Die Spielerinnen, aus deren Reihen der Wunsch nach einem Trainerwechsel an die Abteilungsleitung herangetragen worden war, haben größtenteils signalisiert, bei der TSH zu bleiben. Bei einigen hängt eine Zusage noch von etwaigen Entwicklungen in Beruf und Studium ab. Die einzige, die Friedrich bereits kennt, ist Saskia Probst, die unter ihrem künftigen Coach schon in der Jugend-Bundesliga für Stadeln auflief.


Die Nummer 1 der Region

Udo Hermannstädter, sportlicher Leiter bei der TSH, gibt zu, dass man Friedrich schon vor einem Jahr auf dem Zettel gehabt habe. Aber eher für die zweite Mannschaft, da man glaubte, Friedrich hätte noch nicht die Reife für die 3. Liga. "Aktuell, würde ich sagen, ist er aber die Nummer 1 unter den Trainern der Region", erklärt Herrmannstädter, der froh ist, dass die Entscheidung des 29-Jährigen pro TSH ausfiel.

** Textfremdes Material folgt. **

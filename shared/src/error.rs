//! Domain errors raised by the inventory rules

use thiserror::Error;
use uuid::Uuid;

use crate::models::{DeviceStage, DeviceState};

/// Errors produced by domain rules, independent of storage or transport
#[derive(Error, Debug, Clone, PartialEq, Eq)]
pub enum DomainError {
    #[error("No device specialization declares the slug '{0}'")]
    UnknownDeviceType(String),

    #[error("Device type slug '{slug}' is not registered; options are: {options}")]
    InvalidCatalogEntry { slug: String, options: String },

    #[error("The intake type requires a subtotal price")]
    PricingRequired,

    #[error("Movement request {0} was already completed")]
    RequestAlreadyCompleted(i64),

    #[error("Stage {stage} does not admit state {state} (device {triage})")]
    InadmissibleState {
        triage: String,
        stage: DeviceStage,
        state: DeviceState,
    },

    #[error("Quantity must be at least {min}, got {got}")]
    InvalidQuantity { min: i64, got: i64 },

    #[error("User {user_id} is not assigned to device type {device_type_id}")]
    TechnicianNotAssigned { user_id: Uuid, device_type_id: i64 },

    #[error("Invalid transition: {0}")]
    InvalidTransition(String),

    #[error("{field}: {message}")]
    Validation { field: String, message: String },
}

impl DomainError {
    pub fn validation(field: &str, message: impl Into<String>) -> Self {
        DomainError::Validation {
            field: field.to_string(),
            message: message.into(),
        }
    }
}

pub type DomainResult<T> = Result<T, DomainError>;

Ein schwere Entscheidung, immerhin war Friedrich seit 2006 beim MTV und hatte Spielerinnen seines aktuellen Aufsteigerteams schon in der D-Jugend unter seinen Fittichen. "Aber es gab Abnutzungserscheinungen, die beide Seiten gespürt haben. Deshalb wollte René, dass frischer Wind ins Team kommt. Und auch für ihn ist der Tapetenwechsel die richtige Entscheidung", sagt Christine Büttner, Handball-Abteilungsleiterin in Stadeln. Friedrich habe sich frühzeitig an sie gewandt, deshalb sei der Wechsel nicht überraschend gekommen. "Die Mannschaft hat es recht spät erfahren, sie sollte sich erst auf das Sportliche konzentrieren. Aber das Team ist so gefestigt, dass diese Nachricht es nicht umgehauen hat."

Wer beim MTV übernimmt, ist noch nicht geklärt, Friedrich bekommt bei der TSH Stefanie Mittasch zur Seite gestellt, die er bei den Lehrgängen zur B-Trainerlizenz kennenlernte. "Aber nur Steffi hat bestanden, René muss die Prüfung nachholen", verrät Hermannstädter, der nun noch einen Coach für die zweite Frauenmannschaft finden muss.